Даже если принять задачу философа так, как это изобразил Дьюи, мы, тем не менее, должны отказаться и от марксистского различения между идеологией и наукой, и от разработанного Расселом и Гуссерлем различения между априорным и апостериорным. В более общем плане, мы должны отказаться от попыток сделать философию такой же автономной деятельностью, какой она, как считалось, была до того, как философы начали рассматривать время всерьез. Дьюи, но не Рассел, мог принять предположение Локка, что роль философа — быть чернорабочим, разгребающим старье прошлого, чтобы очистить место для построения будущего. Но Дьюи согласился бы, я думаю, с тем, что философ иногда может совместить эту служебную роль с ролью пророка. Такое сочетание есть в Бэконе и Декарте. Оба совмещали попытки избавиться от аристотелевского хлама с прозрениями утопического будущего. Точно так же попытка Дьюи освободить философию от Канта, попытки Хабермаса отделить ее от «философии сознания» и Деррида — от «метафизики настоящего», переплетены с пророчествами полностью демократического общества, приход которого это освобождение ускорит.

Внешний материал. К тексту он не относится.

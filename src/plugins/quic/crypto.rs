//! QUIC Initial-packet decryption (RFC 9001 §5.2, RFC 9000 §17.2).
//!
//! Grounded on `original_source/plugins/quic.c`'s salt table and
//! "derive then unprotect then decrypt" pipeline. Per `spec.md` §9's
//! Design Notes ("Crypto backend: any well-audited library suffices"),
//! this uses the RustCrypto stack already in the dependency graph
//! (`sha2`, `hkdf`, `aes`, `aes-gcm`) rather than a bespoke AES
//! implementation.

use aes::Aes128;
use aes::cipher::{BlockEncrypt, KeyInit, generic_array::GenericArray};
use aes_gcm::{Aes128Gcm, Key, Nonce};
use aes_gcm::aead::{Aead, Payload};
use hkdf::Hkdf;
use sha2::Sha256;

/// One QUIC version's Initial-secret salt. Versions not in this table are
/// treated as unsupported: per `spec.md` §4.3.3 step 2, an unknown version
/// aborts the whole QUIC inspection for that packet with no partial
/// extension produced.
///
/// Salt byte values are carried over verbatim from `original_source/
/// process/quic.cpp`'s `quic_create_initial_secrets` (`handshake_salt_*`/
/// `hanshake_salt_draft_*`), which recognizes exactly these seven distinct
/// salts and picks among them by thresholding a version into a draft
/// number. This flattens that threshold into nine explicit version->salt
/// rows (draft-23's salt also covers the adjacent draft-27/28 wire values,
/// matching the original's `quic_check_version(version, 28)` arm), per
/// `spec.md` §4.3.3's "nine known mappings, including Google Q050/T050/T051
/// and drafts 22/23/29 and v1".
const VERSION_SALTS: [(u32, [u8; 20]); 9] = [
    // QUIC v1.
    (
        0x0000_0001,
        [
            0x38, 0x76, 0x2c, 0xf7, 0xf5, 0x59, 0x34, 0xb3, 0x4d, 0x17, 0x9a, 0xe6, 0xa4, 0xc8,
            0x0c, 0xad, 0xcc, 0xbb, 0x7f, 0x0a,
        ],
    ),
    // draft-29.
    (
        0xff00_001d,
        [
            0xaf, 0xbf, 0xec, 0x28, 0x99, 0x93, 0xd2, 0x4c, 0x9e, 0x97, 0x86, 0xf1, 0x9c, 0x61,
            0x11, 0xe0, 0x43, 0x90, 0xa8, 0x99,
        ],
    ),
    // draft-28.
    (
        0xff00_001c,
        [
            0xc3, 0xee, 0xf7, 0x12, 0xc7, 0x2e, 0xbb, 0x5a, 0x11, 0xa7, 0xd2, 0x43, 0x2b, 0xb4,
            0x63, 0x65, 0xbe, 0xf9, 0xf5, 0x02,
        ],
    ),
    // draft-27.
    (
        0xff00_001b,
        [
            0xc3, 0xee, 0xf7, 0x12, 0xc7, 0x2e, 0xbb, 0x5a, 0x11, 0xa7, 0xd2, 0x43, 0x2b, 0xb4,
            0x63, 0x65, 0xbe, 0xf9, 0xf5, 0x02,
        ],
    ),
    // draft-23.
    (
        0xff00_0017,
        [
            0xc3, 0xee, 0xf7, 0x12, 0xc7, 0x2e, 0xbb, 0x5a, 0x11, 0xa7, 0xd2, 0x43, 0x2b, 0xb4,
            0x63, 0x65, 0xbe, 0xf9, 0xf5, 0x02,
        ],
    ),
    // draft-22.
    (
        0xff00_0016,
        [
            0x7f, 0xbc, 0xdb, 0x0e, 0x7c, 0x66, 0xbb, 0xe9, 0x19, 0x3a, 0x96, 0xcd, 0x21, 0x51,
            0x9e, 0xbd, 0x7a, 0x02, 0x64, 0x4a,
        ],
    ),
    // Google QUIC Q050.
    (
        0x5130_3530,
        [
            0x50, 0x45, 0x74, 0xEF, 0xD0, 0x66, 0xFE, 0x2F, 0x9D, 0x94, 0x5C, 0xFC, 0xDB, 0xD3,
            0xA7, 0xF0, 0xD3, 0xB5, 0x6B, 0x45,
        ],
    ),
    // Google QUIC T050.
    (
        0x5430_3530,
        [
            0x7f, 0xf5, 0x79, 0xe5, 0xac, 0xd0, 0x72, 0x91, 0x55, 0x80, 0x30, 0x4c, 0x43, 0xa2,
            0x36, 0x7c, 0x60, 0x48, 0x83, 0x10,
        ],
    ),
    // Google QUIC T051.
    (
        0x5430_3531,
        [
            0x7a, 0x4e, 0xde, 0xf4, 0xe7, 0xcc, 0xee, 0x5f, 0xa4, 0x50, 0x6c, 0x19, 0x12, 0x4f,
            0xc8, 0xcc, 0xda, 0x6e, 0x03, 0x3d,
        ],
    ),
];

pub fn salt_for_version(version: u32) -> Option<[u8; 20]> {
    VERSION_SALTS.iter().find(|(v, _)| *v == version).map(|(_, s)| *s)
}

/// The three keys derived from an Initial secret for one direction
/// (client or server).
pub struct DirectionalKeys {
    pub key: [u8; 16],
    pub iv: [u8; 12],
    pub hp: [u8; 16],
}

fn hkdf_expand_label(prk: &Hkdf<Sha256>, label: &[u8], out: &mut [u8]) {
    let mut info = Vec::with_capacity(2 + 1 + 6 + label.len() + 1);
    info.extend_from_slice(&(out.len() as u16).to_be_bytes());
    let full_label_len = 6 + label.len(); // "tls13 " prefix
    info.push(full_label_len as u8);
    info.extend_from_slice(b"tls13 ");
    info.extend_from_slice(label);
    info.push(0); // empty context
    let _ = prk.expand(&info, out);
}

/// Derives the client or server Initial keys for a given QUIC Destination
/// Connection ID, per RFC 9001 §5.2.
pub fn derive_initial_keys(salt: &[u8; 20], dcid: &[u8], is_client: bool) -> DirectionalKeys {
    let (initial_secret, _) = Hkdf::<Sha256>::extract(Some(salt.as_slice()), dcid);
    let hk = Hkdf::<Sha256>::from_prk(initial_secret.as_slice()).expect("PRK length matches SHA-256 output");

    let label: &[u8] = if is_client { b"client in" } else { b"server in" };
    let mut secret = [0u8; 32];
    hkdf_expand_label(&hk, label, &mut secret);

    let hk_secret = Hkdf::<Sha256>::from_prk(&secret).expect("secret length matches SHA-256 output");
    let mut key = [0u8; 16];
    let mut iv = [0u8; 12];
    let mut hp = [0u8; 16];
    hkdf_expand_label(&hk_secret, b"quic key", &mut key);
    hkdf_expand_label(&hk_secret, b"quic iv", &mut iv);
    hkdf_expand_label(&hk_secret, b"quic hp", &mut hp);

    DirectionalKeys { key, iv, hp }
}

/// Computes the 5-byte header-protection mask for a 16-byte ciphertext
/// sample, per RFC 9001 §5.4.1 (AES-128-ECB single-block encrypt).
pub fn header_protection_mask(hp_key: &[u8; 16], sample: &[u8; 16]) -> [u8; 5] {
    let cipher = Aes128::new(GenericArray::from_slice(hp_key));
    let mut block = *GenericArray::from_slice(sample);
    cipher.encrypt_block(&mut block);
    let mut mask = [0u8; 5];
    mask.copy_from_slice(&block[..5]);
    mask
}

/// Decrypts an Initial packet's payload with AES-128-GCM, given the
/// already-deprotected header as additional authenticated data and the
/// reconstructed full packet number.
pub fn decrypt_payload(
    key: &[u8; 16],
    iv: &[u8; 12],
    packet_number: u64,
    header: &[u8],
    ciphertext_with_tag: &[u8],
) -> Option<Vec<u8>> {
    let mut nonce_bytes = *iv;
    let pn_bytes = packet_number.to_be_bytes();
    for i in 0..8 {
        nonce_bytes[4 + i] ^= pn_bytes[i];
    }

    let cipher = Aes128Gcm::new(Key::<Aes128Gcm>::from_slice(key));
    let nonce = Nonce::from_slice(&nonce_bytes);
    cipher
        .decrypt(
            nonce,
            Payload {
                msg: ciphertext_with_tag,
                aad: header,
            },
        )
        .ok()
}

#[cfg(test)]
mod tests {
    use super::*;

    #[test]
    fn v1_salt_is_present() {
        assert!(salt_for_version(0x0000_0001).is_some());
    }

    #[test]
    fn unknown_version_has_no_salt() {
        assert!(salt_for_version(0xdead_beef).is_none());
    }

    #[test]
    fn derives_distinct_client_and_server_keys() {
        let salt = salt_for_version(1).unwrap();
        let dcid = [0xAA; 8];
        let client = derive_initial_keys(&salt, &dcid, true);
        let server = derive_initial_keys(&salt, &dcid, false);
        assert_ne!(client.key, server.key);
    }
}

Прекращение заботы об автономии философии означает, кроме прочего, отказ от желания провести точные линии между вопросами, относящимися к компетенции философии и вопросами политическими, религиозными, эстетическими и экономическими. Философия не будет играть скромную, но существенную роль, приписанную ей Дьюи, и, таким образом, не преуспеет в том, чтобы рассматривать время всерьез до тех пор, пока мы не допустим некоторой де-профессионализации и определенного безразличия к вопросу о том, когда мы занимаемся философией, а когда нет. Мы должны перестать заботиться о чистоте нашей дисциплины и не преувеличивать своего значения, — не только так же грандиозно, как Гегель и Маркс, но даже на уровне Рассела и Гуссерля.

Если мы прекратим отождествлять свою профессиональную практику с рациональным мышлением», у нас будет больше возможностей обосновать утверждение Дьюи, что наша дисциплина не более способна к провозглашению самостоятельной программы, чем инженерное дело или юриспруденция. Такое допущение поможет нам обойтись без идеи, что научные или политические достижения требуют «философских оснований» — идеи, что нужно воздерживаться от легитимизации культурных новшеств до тех пор, пока мы, философы, не признаем их действительно разумными.

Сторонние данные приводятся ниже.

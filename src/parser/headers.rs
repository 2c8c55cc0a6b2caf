//! Decoded header values and the tagged descriptor that wraps each one.
//!
//! The shape here is grounded on `qmonnet-dataplane/net/src/headers/mod.rs`'s
//! `Header` enum, which tags every layer it decodes with the byte offset it
//! was found at. That file folds the tagged values into a typed `Headers`
//! accumulator struct; `spec.md` §4.2 instead wants them in flat discovery
//! order (flow-key assembly walks the list once, looking for specific
//! kinds), so [`HeaderDescriptor`] is pushed into a plain bounded `Vec`
//! rather than assigned into named struct fields.

use std::net::{Ipv4Addr, Ipv6Addr};

use serde::Serialize;

use crate::protocol::IpProtocol;

/// Identifies a [`HeaderDescriptor`] variant without its payload. Used to
/// index the packet parser's per-type bounded pools.
#[repr(usize)]
#[derive(Debug, Clone, Copy, PartialEq, Eq, Hash)]
pub enum HeaderKind {
    Ethernet = 0,
    Vlan = 1,
    Mpls = 2,
    Pppoe = 3,
    Ipv4 = 4,
    Ipv6 = 5,
    Ipv6Ext = 6,
    Gre = 7,
    L2tp = 8,
    Vxlan = 9,
    Geneve = 10,
    Gtp = 11,
    Teredo = 12,
    Tcp = 13,
    Udp = 14,
    Icmp = 15,
    Icmpv6 = 16,
    Payload = 17,
}

impl HeaderKind {
    /// Number of distinct kinds; sizes the per-type counter array in
    /// [`crate::parser::PacketParser`].
    pub const COUNT: usize = 18;

    pub fn name(self) -> &'static str {
        match self {
            HeaderKind::Ethernet => "ethernet",
            HeaderKind::Vlan => "vlan",
            HeaderKind::Mpls => "mpls",
            HeaderKind::Pppoe => "pppoe",
            HeaderKind::Ipv4 => "ipv4",
            HeaderKind::Ipv6 => "ipv6",
            HeaderKind::Ipv6Ext => "ipv6_ext",
            HeaderKind::Gre => "gre",
            HeaderKind::L2tp => "l2tp",
            HeaderKind::Vxlan => "vxlan",
            HeaderKind::Geneve => "geneve",
            HeaderKind::Gtp => "gtp",
            HeaderKind::Teredo => "teredo",
            HeaderKind::Tcp => "tcp",
            HeaderKind::Udp => "udp",
            HeaderKind::Icmp => "icmp",
            HeaderKind::Icmpv6 => "icmpv6",
            HeaderKind::Payload => "payload",
        }
    }
}

/// Which 802.1 tag a [`VlanHeader`] carries.
#[derive(Debug, Clone, Copy, PartialEq, Eq, Serialize)]
pub enum VlanKind {
    /// 802.1Q, EtherType 0x8100.
    Dot1Q,
    /// 802.1ad (Q-in-Q) service tag, EtherType 0x88A8.
    QinQ,
    /// 802.1ah (PBB / MAC-in-MAC) backbone tag, EtherType 0x88E7.
    Ah,
}

#[derive(Debug, Clone, Copy, PartialEq, Eq, Serialize)]
pub struct EthernetHeader {
    pub dst_mac: [u8; 6],
    pub src_mac: [u8; 6],
    pub ethertype: u16,
}

#[derive(Debug, Clone, Copy, PartialEq, Eq, Serialize)]
pub struct VlanHeader {
    pub kind: VlanKind,
    pub pcp: u8,
    pub dei: bool,
    pub vid: u16,
    pub inner_ethertype: u16,
}

#[derive(Debug, Clone, Copy, PartialEq, Eq, Serialize)]
pub struct MplsLabelHeader {
    pub label: u32,
    pub tc: u8,
    pub bottom_of_stack: bool,
    pub ttl: u8,
}

#[derive(Debug, Clone, Copy, PartialEq, Eq, Serialize)]
pub struct PppoeHeader {
    pub version: u8,
    pub type_field: u8,
    pub code: u8,
    pub session_id: u16,
    pub length: u16,
    pub ppp_protocol: u16,
}

#[derive(Debug, Clone, Copy, PartialEq, Eq, Serialize)]
pub struct Ipv4Header {
    pub ihl: u8,
    pub dscp: u8,
    pub ecn: u8,
    pub total_length: u16,
    pub identification: u16,
    pub flags: u8,
    pub fragment_offset: u16,
    pub ttl: u8,
    pub protocol: IpProtocol,
    pub checksum: u16,
    pub src: Ipv4Addr,
    pub dst: Ipv4Addr,
}

#[derive(Debug, Clone, Copy, PartialEq, Eq, Serialize)]
pub struct Ipv6Header {
    pub traffic_class: u8,
    pub flow_label: u32,
    pub payload_length: u16,
    pub next_header: IpProtocol,
    pub hop_limit: u8,
    pub src: Ipv6Addr,
    pub dst: Ipv6Addr,
}

/// One IPv6 extension header (hop-by-hop, routing, fragment, destination
/// options, AH, or ESP). `spec.md` §4.1 folds AH/ESP into the IPv6
/// extension chain since they too carry a `next_header` continuation.
#[derive(Debug, Clone, Copy, PartialEq, Eq, Serialize)]
pub struct Ipv6ExtHeader {
    pub next_header: IpProtocol,
    pub header_ext_len: u8,
    pub total_len_bytes: usize,
}

#[derive(Debug, Clone, Copy, PartialEq, Eq, Serialize)]
pub struct GreHeader {
    pub version: u8,
    pub checksum_present: bool,
    pub key_present: bool,
    pub sequence_present: bool,
    pub protocol_type: u16,
    pub key: Option<u32>,
    pub sequence: Option<u32>,
    pub acknowledgment: Option<u32>,
}

#[derive(Debug, Clone, Copy, PartialEq, Eq, Serialize)]
pub struct L2tpHeader {
    pub flags: u16,
    pub version: u8,
    pub length: Option<u16>,
    pub tunnel_id: u16,
    pub session_id: u16,
}

#[derive(Debug, Clone, Copy, PartialEq, Eq, Serialize)]
pub struct VxlanHeader {
    pub flags: u8,
    pub vni: u32,
}

#[derive(Debug, Clone, Copy, PartialEq, Eq, Serialize)]
pub struct GeneveHeader {
    pub version: u8,
    pub option_words: u8,
    pub oam: bool,
    pub critical: bool,
    pub protocol_type: u16,
    pub vni: u32,
}

#[derive(Debug, Clone, Copy, PartialEq, Eq, Serialize)]
pub struct GtpHeader {
    pub version: u8,
    pub protocol_type: u8,
    pub message_type: u8,
    pub length: u16,
    /// GTPv1/v2 tunnel endpoint id. Absent for GTPv0, which carries a
    /// 64-bit TID (`tid`) at a different offset instead.
    pub teid: Option<u32>,
    /// GTPv0's 64-bit tunnel id (flow-label/SNDCP-qualified). Absent for
    /// GTPv1/v2.
    pub tid: Option<u64>,
}

/// Teredo has no fixed on-wire header of its own; per `spec.md` §4.1 it is
/// recognized purely by UDP port 3544 and the nibble of the first payload
/// byte distinguishing an IPv6-in-UDP tunnel packet from a bubble/origin
/// indication packet, so this descriptor is a marker plus that nibble.
#[derive(Debug, Clone, Copy, PartialEq, Eq, Serialize)]
pub struct TeredoHeader {
    pub first_nibble: u8,
}

#[derive(Debug, Clone, Copy, PartialEq, Eq, Serialize)]
pub struct TcpHeader {
    pub src_port: u16,
    pub dst_port: u16,
    pub sequence: u32,
    pub acknowledgment: u32,
    pub data_offset: u8,
    pub flags: u8,
    pub window: u16,
    pub checksum: u16,
    pub urgent_pointer: u16,
}

impl TcpHeader {
    pub const FIN: u8 = 0b0000_0001;
    pub const SYN: u8 = 0b0000_0010;
    pub const RST: u8 = 0b0000_0100;
    pub const PSH: u8 = 0b0000_1000;
    pub const ACK: u8 = 0b0001_0000;
    pub const URG: u8 = 0b0010_0000;
}

#[derive(Debug, Clone, Copy, PartialEq, Eq, Serialize)]
pub struct UdpHeader {
    pub src_port: u16,
    pub dst_port: u16,
    pub length: u16,
    pub checksum: u16,
}

#[derive(Debug, Clone, Copy, PartialEq, Eq, Serialize)]
pub struct IcmpHeader {
    pub icmp_type: u8,
    pub code: u8,
    pub checksum: u16,
}

#[derive(Debug, Clone, Copy, PartialEq, Eq, Serialize)]
pub struct Icmpv6Header {
    pub icmp_type: u8,
    pub code: u8,
    pub checksum: u16,
}

/// A single decoded header, tagged with the byte offset (from the start of
/// the packet) it was found at.
///
/// `spec.md` §3 describes the descriptor as carrying "a byte offset...and
/// a decoded value of the appropriate header struct"; the terminal
/// `Payload` variant carries no header value, only the offset where the L4
/// payload begins, and is what the plugin runtime is handed.
#[derive(Debug, Clone, Copy, PartialEq, Serialize)]
pub enum HeaderDescriptor {
    Ethernet { offset: usize, header: EthernetHeader },
    Vlan { offset: usize, header: VlanHeader },
    Mpls { offset: usize, header: MplsLabelHeader },
    Pppoe { offset: usize, header: PppoeHeader },
    Ipv4 { offset: usize, header: Ipv4Header },
    Ipv6 { offset: usize, header: Ipv6Header },
    Ipv6Ext { offset: usize, header: Ipv6ExtHeader },
    Gre { offset: usize, header: GreHeader },
    L2tp { offset: usize, header: L2tpHeader },
    Vxlan { offset: usize, header: VxlanHeader },
    Geneve { offset: usize, header: GeneveHeader },
    Gtp { offset: usize, header: GtpHeader },
    Teredo { offset: usize, header: TeredoHeader },
    Tcp { offset: usize, header: TcpHeader },
    Udp { offset: usize, header: UdpHeader },
    Icmp { offset: usize, header: IcmpHeader },
    Icmpv6 { offset: usize, header: Icmpv6Header },
    Payload { offset: usize },
}

impl HeaderDescriptor {
    pub fn kind(&self) -> HeaderKind {
        match self {
            HeaderDescriptor::Ethernet { .. } => HeaderKind::Ethernet,
            HeaderDescriptor::Vlan { .. } => HeaderKind::Vlan,
            HeaderDescriptor::Mpls { .. } => HeaderKind::Mpls,
            HeaderDescriptor::Pppoe { .. } => HeaderKind::Pppoe,
            HeaderDescriptor::Ipv4 { .. } => HeaderKind::Ipv4,
            HeaderDescriptor::Ipv6 { .. } => HeaderKind::Ipv6,
            HeaderDescriptor::Ipv6Ext { .. } => HeaderKind::Ipv6Ext,
            HeaderDescriptor::Gre { .. } => HeaderKind::Gre,
            HeaderDescriptor::L2tp { .. } => HeaderKind::L2tp,
            HeaderDescriptor::Vxlan { .. } => HeaderKind::Vxlan,
            HeaderDescriptor::Geneve { .. } => HeaderKind::Geneve,
            HeaderDescriptor::Gtp { .. } => HeaderKind::Gtp,
            HeaderDescriptor::Teredo { .. } => HeaderKind::Teredo,
            HeaderDescriptor::Tcp { .. } => HeaderKind::Tcp,
            HeaderDescriptor::Udp { .. } => HeaderKind::Udp,
            HeaderDescriptor::Icmp { .. } => HeaderKind::Icmp,
            HeaderDescriptor::Icmpv6 { .. } => HeaderKind::Icmpv6,
            HeaderDescriptor::Payload { .. } => HeaderKind::Payload,
        }
    }

    pub fn offset(&self) -> usize {
        match self {
            HeaderDescriptor::Ethernet { offset, .. }
            | HeaderDescriptor::Vlan { offset, .. }
            | HeaderDescriptor::Mpls { offset, .. }
            | HeaderDescriptor::Pppoe { offset, .. }
            | HeaderDescriptor::Ipv4 { offset, .. }
            | HeaderDescriptor::Ipv6 { offset, .. }
            | HeaderDescriptor::Ipv6Ext { offset, .. }
            | HeaderDescriptor::Gre { offset, .. }
            | HeaderDescriptor::L2tp { offset, .. }
            | HeaderDescriptor::Vxlan { offset, .. }
            | HeaderDescriptor::Geneve { offset, .. }
            | HeaderDescriptor::Gtp { offset, .. }
            | HeaderDescriptor::Teredo { offset, .. }
            | HeaderDescriptor::Tcp { offset, .. }
            | HeaderDescriptor::Udp { offset, .. }
            | HeaderDescriptor::Icmp { offset, .. }
            | HeaderDescriptor::Icmpv6 { offset, .. }
            | HeaderDescriptor::Payload { offset } => *offset,
        }
    }
}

Философы, которые специализируются в антифундаментализме, все же часто видят себя скорее революционерами, чем разгребателями мусора или провидцами. Затем, увы, они становятся авангардистами. Они начинают говорить, что наш язык и наша культура нуждаются в радикальной перемене, прежде чем смогут быть реализованы наши утопические надежды, что философы — именно те люди, кто должен инициировать эти перемены. Этот упор на радикальность есть фундаментализм, поставленный на голову. Иными словами, они настаивают, что ничего не может измениться, пока не изменятся наши философские предпосылки. Философский авангардизм, общий Марксу, Ницше и Хайдеггеру — побуждение немедленно сделать все новым, утверждение, что ничего не может измениться, до тех пор пока все не изменится, — кажется мне одной из двух современных философских тенденций, от которых следует избавляться.Другой такой тенденцией, как я уже сказал, является тяга к профессионализации: желание сохранить нашу дисциплину нетронутой и автономной через сужение ее объема. Этот защитный маневр становится явным, когда философ заявляет, что он желает ограничиться «проблемами философии», как если бы был хорошо известный список таких проблем — список, спущенный с Неба и передаваемый в целости и сохранности от поколения к поколению. Эта попытка отстраниться от времени и изменения, забыть Гегеля и присоединиться к Канту, в настоящее время широко распространена в англоязычном философском сообществе, которое характеризует себя в качестве сообщества, практикующего «аналитическую» философию.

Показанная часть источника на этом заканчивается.